As of July 23, cases across the state had risen 23% over the previous week, while hospital admissions rose by 7%. Clark County, which includes the city of Las Vegas, has specifically been added to the White House’s list of areas of concern and is considered a “sustained hot spot” for COVID-19 transmission, with Nevada being labeled a “high transmission state,” 8 News Now reports.
Last week, Hawaii’s Kauai County warned its residents not to visit Las Vegas, with Mayor Derek Kawakami calling Las Vegas the “biggest hot spot” source for COVID-19’s importation to the island over the past several weeks. Northern California’s Contra Costa County officials warned Bay Area residents that going to Las Vegas right now is very risky, especially if they’re unvaccinated. The Chicago Department of Public Health also added Nevada last week, among other states, to its renewed travel advisory after several weeks where there had been no states that surpassed the threshold of 15 new cases per 100,000 residents per day.

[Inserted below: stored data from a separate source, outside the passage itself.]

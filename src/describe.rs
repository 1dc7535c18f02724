//! Display descriptors for classifications
//!
//! One fixed table per locale, one entry per [`Classification`]. Severity
//! and icon never depend on the locale, only the label does.

use crate::classify::Classification;
use schemars::JsonSchema;
use serde::{Deserialize, Serialize};

/// Color family a renderer should use
#[derive(Debug, Clone, Copy, PartialEq, Eq, Hash, Serialize, Deserialize)]
#[serde(rename_all = "lowercase")]
pub enum SeverityColor {
    Neutral,
    Caution,
    Danger,
}

impl std::fmt::Display for SeverityColor {
    fn fmt(&self, f: &mut std::fmt::Formatter<'_>) -> std::fmt::Result {
        match self {
            SeverityColor::Neutral => write!(f, "neutral"),
            SeverityColor::Caution => write!(f, "caution"),
            SeverityColor::Danger => write!(f, "danger"),
        }
    }
}

/// Label language for descriptors
#[derive(Debug, Clone, Copy, PartialEq, Eq, Default, Serialize, Deserialize, JsonSchema)]
#[serde(rename_all = "lowercase")]
pub enum Locale {
    #[default]
    En,
    Es,
}

/// How a classified result is shown
#[derive(Debug, Clone, Copy, PartialEq, Eq, Serialize)]
pub struct DisplayDescriptor {
    pub label: &'static str,
    pub severity: SeverityColor,
    pub icon: &'static str,
}

impl DisplayDescriptor {
    /// `Unknown` renders as an empty cell
    pub fn is_blank(&self) -> bool {
        self.label.is_empty()
    }
}

/// Descriptor with English labels
pub fn describe(classification: Classification) -> DisplayDescriptor {
    describe_localized(classification, Locale::En)
}

pub fn describe_localized(classification: Classification, locale: Locale) -> DisplayDescriptor {
    let (severity, icon) = match classification {
        Classification::Normal => (SeverityColor::Neutral, "✓"),
        Classification::Low => (SeverityColor::Caution, "↓"),
        Classification::High => (SeverityColor::Caution, "↑"),
        Classification::CriticalLow => (SeverityColor::Danger, "⇊"),
        Classification::CriticalHigh => (SeverityColor::Danger, "⇈"),
        Classification::Unknown => (SeverityColor::Neutral, ""),
    };
    DisplayDescriptor {
        label: label(classification, locale),
        severity,
        icon,
    }
}

fn label(classification: Classification, locale: Locale) -> &'static str {
    match (locale, classification) {
        (Locale::En, Classification::Normal) => "Normal",
        (Locale::En, Classification::Low) => "Low",
        (Locale::En, Classification::High) => "High",
        (Locale::En, Classification::CriticalLow) => "Critical low",
        (Locale::En, Classification::CriticalHigh) => "Critical high",
        (Locale::Es, Classification::Normal) => "Normal",
        (Locale::Es, Classification::Low) => "Bajo",
        (Locale::Es, Classification::High) => "Alto",
        (Locale::Es, Classification::CriticalLow) => "Crítico bajo",
        (Locale::Es, Classification::CriticalHigh) => "Crítico alto",
        (_, Classification::Unknown) => "",
    }
}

Clark County commissioners have mandated that all of Las Vegas’ indoor workers, including casinos, must mask up again through at least Aug. 17, but stopped short of requiring tourists to wear masks.
These recent developments come at a time when meetings and trade shows are starting to reappear at local convention centers, major special events are being scheduled at performance venues and the Raiders and Golden Knights anticipate packed stadiums when their seasons start in a few months. Also, McCarran International Airport is reopening its E gates to domestic airlines as carriers such as Frontier Airlines go through major expansions in Las Vegas.

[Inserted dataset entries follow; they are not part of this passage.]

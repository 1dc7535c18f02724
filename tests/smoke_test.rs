//! Smoke test to verify basic functionality

use labeval::{describe, evaluate, Classification, ParameterPanel, PatientSex};

#[test]
fn smoke_test_panel_to_descriptor() {
    let panel = ParameterPanel::from_yaml(
        r#"
id: glucose
parameters:
  - name: Glucose
    unit: mg/dL
    reference_min_male: "70"
    reference_max_male: "100"
"#,
    )
    .unwrap();

    let glucose = panel.get_parameter("Glucose").unwrap();
    let evaluation = evaluate(glucose, "95", PatientSex::normalize(""));

    assert_eq!(evaluation.classification, Classification::Normal);
    assert_eq!(evaluation.descriptor, describe(Classification::Normal));
    assert_eq!(evaluation.descriptor.label, "Normal");
}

Billy Vassiliadis, a principal with Las Vegas-based agency R&R Partners, which this month was awarded an advertising contract from the Las Vegas Convention and Visitors Authority, told the Las Vegas Review-Journal that currently the message is directed more locally about the importance of being vaccinated to people’s lives and to the livelihood of the tourism economy.
He said local leaders want to be respectful of the health officials in other states, so the LVCVA will work more toward joining the state and county to deliver more vaccination sites with the help of the LVCVA’s resort partners.
“Vegas is so visible and it’s easy to point to, but I’m going to guess that a lot of those states are having folks come from other states that are causing equal or greater problems,” Vassiliadis said. “And those states are having their own challenges of getting their own people vaccinated.”